The world war for wealth calls for a different, but every bit as contradictory, solution
The two camps are divided between Europe and America on the one side and Asia on the other. But so far there has been no shouting, no bluster and no shooting. Nor have there been any threats, demands or accusations. On the contrary, there is an atmosphere of complete amiability wherever our politicians and business executives might travel in Asia. At airports in Beijing, Jakarta, Singapore and New Delhi red carpets lie ready, Western national anthems can be played flawlessly on cue -- and they even parry Western complaints about intellectual property theft, environmental damage and human rights abuses with a polite patience that can only be admired. The Asians are the friendliest conquerors the world has ever seen.

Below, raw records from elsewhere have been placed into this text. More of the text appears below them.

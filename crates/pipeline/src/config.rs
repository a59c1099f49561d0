//! Immutable run configuration
//!
//! One `PipelineConfig` is built (or loaded from JSON) before a run and
//! handed by reference to every stage. Nothing reads configuration from
//! global state.

use std::path::Path;

use serde::{Deserialize, Serialize};
use urbano_algorithms::codes::ClassCodes;
use urbano_algorithms::mask::ValidityMaskParams;
use urbano_algorithms::spatial::{SpatialFilterParams, ThresholdTable, DEFAULT_THRESHOLD, DEGENERATE_THRESHOLD};
use urbano_algorithms::temporal::TemporalParams;
use urbano_core::YearRange;
use urbano_parallel::ProcessingMode;

use crate::error::{PipelineError, Result};

#[derive(Debug, Clone, PartialEq, Serialize, Deserialize)]
#[serde(default)]
pub struct PipelineConfig {
    pub start_year: i32,
    pub end_year: i32,
    /// Process the Patagonian tiles too
    pub include_patagonia: bool,
    pub spatial: SpatialFilterParams,
    pub codes: ClassCodes,
    /// Validity grid value marking cells that may hold a result
    pub mask_value: u8,
    pub default_threshold: u8,
    pub degenerate_threshold: u8,
    /// Core block size for tiled morphology, in pixels
    pub tile_size: usize,
    pub mode: ProcessingMode,
    /// Also hand every intermediate stage to the sink
    pub persist_intermediate: bool,
}

impl Default for PipelineConfig {
    fn default() -> Self {
        Self {
            start_year: 1985,
            end_year: 2024,
            include_patagonia: false,
            spatial: SpatialFilterParams::default(),
            codes: ClassCodes::default(),
            mask_value: 1,
            default_threshold: DEFAULT_THRESHOLD,
            degenerate_threshold: DEGENERATE_THRESHOLD,
            tile_size: 512,
            mode: ProcessingMode::default(),
            persist_intermediate: false,
        }
    }
}

impl PipelineConfig {
    pub fn from_json_str(json: &str) -> Result<Self> {
        let config: Self = serde_json::from_str(json)?;
        config.validate()?;
        Ok(config)
    }

    pub fn from_json_file(path: impl AsRef<Path>) -> Result<Self> {
        let json = std::fs::read_to_string(path)?;
        Self::from_json_str(&json)
    }

    pub fn validate(&self) -> Result<()> {
        self.years()?;
        self.spatial.validate()?;
        self.codes.validate()?;
        if self.tile_size == 0 {
            return Err(PipelineError::Config("tile_size must be positive".into()));
        }
        if self.default_threshold > 100 {
            return Err(PipelineError::Config(format!(
                "default_threshold {} is not a percentage",
                self.default_threshold
            )));
        }
        if self.default_threshold >= self.degenerate_threshold {
            return Err(PipelineError::Config(format!(
                "default_threshold {} must be below degenerate_threshold {}",
                self.default_threshold, self.degenerate_threshold
            )));
        }
        Ok(())
    }

    pub fn years(&self) -> Result<YearRange> {
        YearRange::new(self.start_year, self.end_year)
            .map_err(|e| PipelineError::Config(e.to_string()))
    }

    /// Mode for work nested inside a unit that `mode` already scheduled.
    ///
    /// Nested rayon work runs on the pool of the enclosing unit.
    pub fn nested_mode(&self) -> ProcessingMode {
        match self.mode {
            ProcessingMode::Sequential => ProcessingMode::Sequential,
            _ => ProcessingMode::Parallel,
        }
    }

    /// The national threshold table with this run's fallback thresholds
    pub fn thresholds(&self) -> ThresholdTable {
        ThresholdTable::argentina().with_fallback(self.default_threshold, self.degenerate_threshold)
    }

    pub fn temporal(&self) -> TemporalParams {
        TemporalParams {
            urban_code: self.codes.urban,
        }
    }

    pub fn validity(&self) -> ValidityMaskParams {
        ValidityMaskParams {
            mask_value: self.mask_value,
            urban_code: self.codes.urban,
        }
    }
}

Their secret is stoic perseverance, the weapon they use to pursue their own interests while at the same time disregarding ours. What looks like a market economy in Asia, actually follows the rules of a type of society which former German chancellor Ludwig Erhard liked to call a "termite state." In a termite state, it is the collective rather than the individual which sets the agenda. Tasks that serve the aims of society's leaders are assigned to the individual in a clandestine manner that is barely perceptible to outsiders. It is a state that encourages as much collective behavior as possible but only as much freedom as necessary. We don't know what they feel, we don't know what they think and we have no way of guessing what they are planning. Indeed, this is what makes China a dark superpower.